* WHAT YOU NEED TO DO *
Every entry that follows is to be duplicated exactly.
═════ MATERIAL PROVIDED
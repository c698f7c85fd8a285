//! Bounded-memory shuffling and weighted interleaving for lazy record streams
//!
//! This crate provides the building blocks for streaming data pipelines:
//! pull-based record sources (in-memory and JSONL-backed), a buffered
//! shuffle stream that reorders records within a fixed memory budget, a
//! weighted interleaver that merges several sources into one stream, and a
//! batching layer on top. All components speak the same [`RecordSource`]
//! contract, so they compose freely.

pub mod batch;
pub mod config;
pub mod error;
pub mod interleave;
pub mod record;
pub mod shuffle;
pub mod source;

pub use error::StreamError;
pub use interleave::{ExhaustionPolicy, Interleaver};
pub use record::Record;
pub use shuffle::ShuffleBuffer;
pub use source::{RecordSource, SourceExt};
//! Pipeline materialization tool
//!
//! Builds a configured record pipeline (JSONL sources, weighted
//! interleaving, optional bounded-memory shuffling) and writes the
//! resulting stream to an output JSONL file.
//!
//! # Usage
//!
//! ```bash
//! mezcla-cli --config pipeline.json --output mixed.jsonl [--limit 1000] [--quiet]
//!
//! mezcla-cli \
//!   --input a.jsonl --weight 0.6 \
//!   --input b.jsonl --weight 0.4 \
//!   --policy all-exhausted \
//!   --buffer-size 1024 \
//!   --seed 42 \
//!   --output mixed.jsonl
//! ```

use anyhow::{bail, Context, Result};
use clap::Parser;
use mezcla_stream::config::{PipelineConfig, SourceSpec};
use mezcla_stream::interleave::ExhaustionPolicy;
use mezcla_stream::source::RecordSource;
use std::fs;
use std::io::{BufWriter, Write};
use std::path::PathBuf;

/// Materialize a shuffled/interleaved record pipeline to JSONL
#[derive(Parser, Debug)]
#[command(name = "mezcla-cli")]
#[command(about = "Materialize a shuffled/interleaved record pipeline to JSONL", long_about = None)]
struct Args {
    /// Path to pipeline configuration file
    #[arg(long, value_name = "PATH", conflicts_with = "input")]
    config: Option<PathBuf>,

    /// Input JSONL file or directory of JSONL files (repeatable)
    #[arg(long, value_name = "PATH")]
    input: Vec<PathBuf>,

    /// Sampling weight for the matching --input (repeatable; defaults to 1.0 each)
    #[arg(long, value_name = "WEIGHT")]
    weight: Vec<f64>,

    /// Exhaustion policy: first-exhausted or all-exhausted
    #[arg(long, value_name = "POLICY", default_value = "first-exhausted")]
    policy: String,

    /// Shuffle buffer size in records; omit to keep stream order
    #[arg(long, value_name = "N")]
    buffer_size: Option<usize>,

    /// Random seed for interleaving and shuffling
    #[arg(long, default_value = "42")]
    seed: u64,

    /// Stop after writing this many records
    #[arg(long, value_name = "N")]
    limit: Option<usize>,

    /// Output JSONL file
    #[arg(long, value_name = "PATH", required = true)]
    output: PathBuf,

    /// Suppress progress output
    #[arg(long)]
    quiet: bool,
}

fn main() -> Result<()> {
    let args = Args::parse();

    // Load configuration from file or assemble it from flags
    let config = if let Some(config_path) = &args.config {
        PipelineConfig::from_file(config_path).context("Failed to load pipeline config")?
    } else {
        config_from_flags(&args)?
    };

    let mut source = config.build().context("Failed to build pipeline")?;

    let out_file = fs::File::create(&args.output)
        .with_context(|| format!("Failed to create output file: {:?}", args.output))?;
    let mut writer = BufWriter::new(out_file);

    let mut written = 0usize;
    while let Some(record) = source.next_record().context("Pipeline pull failed")? {
        serde_json::to_writer(&mut writer, &record).context("Failed to write record")?;
        writer.write_all(b"\n").context("Failed to write record")?;
        written += 1;

        if args.limit.is_some_and(|limit| written >= limit) {
            break;
        }
    }
    writer.flush().context("Failed to flush output")?;

    if !args.quiet {
        println!("Wrote {} records to {:?}", written, args.output);
    }

    Ok(())
}

/// Assemble a pipeline config from inline flags
fn config_from_flags(args: &Args) -> Result<PipelineConfig> {
    if args.input.is_empty() {
        bail!("Either --config or at least one --input is required");
    }
    if !args.weight.is_empty() && args.weight.len() != args.input.len() {
        bail!(
            "Got {} --weight values for {} --input values",
            args.weight.len(),
            args.input.len()
        );
    }

    let sources = args
        .input
        .iter()
        .enumerate()
        .map(|(i, path)| SourceSpec {
            path: path.clone(),
            weight: args.weight.get(i).copied().unwrap_or(1.0),
        })
        .collect();

    Ok(PipelineConfig {
        sources,
        seed: args.seed,
        policy: parse_policy(&args.policy)?,
        shuffle_buffer: args.buffer_size,
    })
}

/// Parse an exhaustion policy name from the command line
fn parse_policy(value: &str) -> Result<ExhaustionPolicy> {
    match value {
        "first-exhausted" => Ok(ExhaustionPolicy::FirstExhausted),
        "all-exhausted" => Ok(ExhaustionPolicy::AllExhausted),
        other => bail!(
            "Unknown exhaustion policy: {} (expected first-exhausted or all-exhausted)",
            other
        ),
    }
}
══════════
* REPLY *
repository c698f7c85fd8a285
//! Bounded-memory shuffling and weighted interleaving for lazy record streams
//!
//! This crate provides the building blocks for streaming data pipelines:
//! pull-based record sources (in-memory and JSONL-backed), a buffered
//! shuffle stream that reorders records within a fixed memory budget, a
//! weighted interleaver that merges several sources into one stream, and a
//! batching layer on top. All components speak the same [`RecordSource`]
//! contract, so they compose freely.

pub mod batch;
pub mod config;
pub mod error;
pub mod interleave;
pub mod record;
pub mod shuffle;
pub mod source;

pub use error::StreamError;
pub use interleave::{ExhaustionPolicy, Interleaver};
pub use record::Record;
pub use shuffle::ShuffleBuffer;
pub use source::{RecordSource, SourceExt};
//! Pipeline materialization tool
//!
//! Builds a configured record pipeline (JSONL sources, weighted
//! interleaving, optional bounded-memory shuffling) and writes the
//! resulting stream to an output JSONL file.
//!
//! # Usage
//!
//! ```bash
//! mezcla-cli --config pipeline.json --output mixed.jsonl [--limit 1000] [--quiet]
//!
//! mezcla-cli \
//!   --input a.jsonl --weight 0.6 \
//!   --input b.jsonl --weight 0.4 \
//!   --policy all-exhausted \
//!   --buffer-size 1024 \
//!   --seed 42 \
//!   --output mixed.jsonl
//! ```

use anyhow::{bail, Context, Result};
use clap::Parser;
use mezcla_stream::config::{PipelineConfig, SourceSpec};
use mezcla_stream::interleave::ExhaustionPolicy;
use mezcla_stream::source::RecordSource;
use std::fs;
use std::io::{BufWriter, Write};
use std::path::PathBuf;

/// Materialize a shuffled/interleaved record pipeline to JSONL
#[derive(Parser, Debug)]
#[command(name = "mezcla-cli")]
#[command(about = "Materialize a shuffled/interleaved record pipeline to JSONL", long_about = None)]
struct Args {
    /// Path to pipeline configuration file
    #[arg(long, value_name = "PATH", conflicts_with = "input")]
    config: Option<PathBuf>,

    /// Input JSONL file or directory of JSONL files (repeatable)
    #[arg(long, value_name = "PATH")]
    input: Vec<PathBuf>,

    /// Sampling weight for the matching --input (repeatable; defaults to 1.0 each)
    #[arg(long, value_name = "WEIGHT")]
    weight: Vec<f64>,

    /// Exhaustion policy: first-exhausted or all-exhausted
    #[arg(long, value_name = "POLICY", default_value = "first-exhausted")]
    policy: String,

    /// Shuffle buffer size in records; omit to keep stream order
    #[arg(long, value_name = "N")]
    buffer_size: Option<usize>,

    /// Random seed for interleaving and shuffling
    #[arg(long, default_value = "42")]
    seed: u64,

    /// Stop after writing this many records
    #[arg(long, value_name = "N")]
    limit: Option<usize>,

    /// Output JSONL file
    #[arg(long, value_name = "PATH", required = true)]
    output: PathBuf,

    /// Suppress progress output
    #[arg(long)]
    quiet: bool,
}

fn main() -> Result<()> {
    let args = Args::parse();

    // Load configuration from file or assemble it from flags
    let config = if let Some(config_path) = &args.config {
        PipelineConfig::from_file(config_path).context("Failed to load pipeline config")?
    } else {
        config_from_flags(&args)?
    };

    let mut source = config.build().context("Failed to build pipeline")?;

    let out_file = fs::File::create(&args.output)
        .with_context(|| format!("Failed to create output file: {:?}", args.output))?;
    let mut writer = BufWriter::new(out_file);

    let mut written = 0usize;
    while let Some(record) = source.next_record().context("Pipeline pull failed")? {
        serde_json::to_writer(&mut writer, &record).context("Failed to write record")?;
        writer.write_all(b"\n").context("Failed to write record")?;
        written += 1;

        if args.limit.is_some_and(|limit| written >= limit) {
            break;
        }
    }
    writer.flush().context("Failed to flush output")?;

    if !args.quiet {
        println!("Wrote {} records to {:?}", written, args.output);
    }

    Ok(())
}

/// Assemble a pipeline config from inline flags
fn config_from_flags(args: &Args) -> Result<PipelineConfig> {
    if args.input.is_empty() {
        bail!("Either --config or at least one --input is required");
    }
    if !args.weight.is_empty() && args.weight.len() != args.input.len() {
        bail!(
            "Got {} --weight values for {} --input values",
            args.weight.len(),
            args.input.len()
        );
    }

    let sources = args
        .input
        .iter()
        .enumerate()
        .map(|(i, path)| SourceSpec {
            path: path.clone(),
            weight: args.weight.get(i).copied().unwrap_or(1.0),
        })
        .collect();

    Ok(PipelineConfig {
        sources,
        seed: args.seed,
        policy: parse_policy(&args.policy)?,
        shuffle_buffer: args.buffer_size,
    })
}

/// Parse an exhaustion policy name from the command line
fn parse_policy(value: &str) -> Result<ExhaustionPolicy> {
    match value {
        "first-exhausted" => Ok(ExhaustionPolicy::FirstExhausted),
        "all-exhausted" => Ok(ExhaustionPolicy::AllExhausted),
        other => bail!(
            "Unknown exhaustion policy: {} (expected first-exhausted or all-exhausted)",
            other
        ),
    }
}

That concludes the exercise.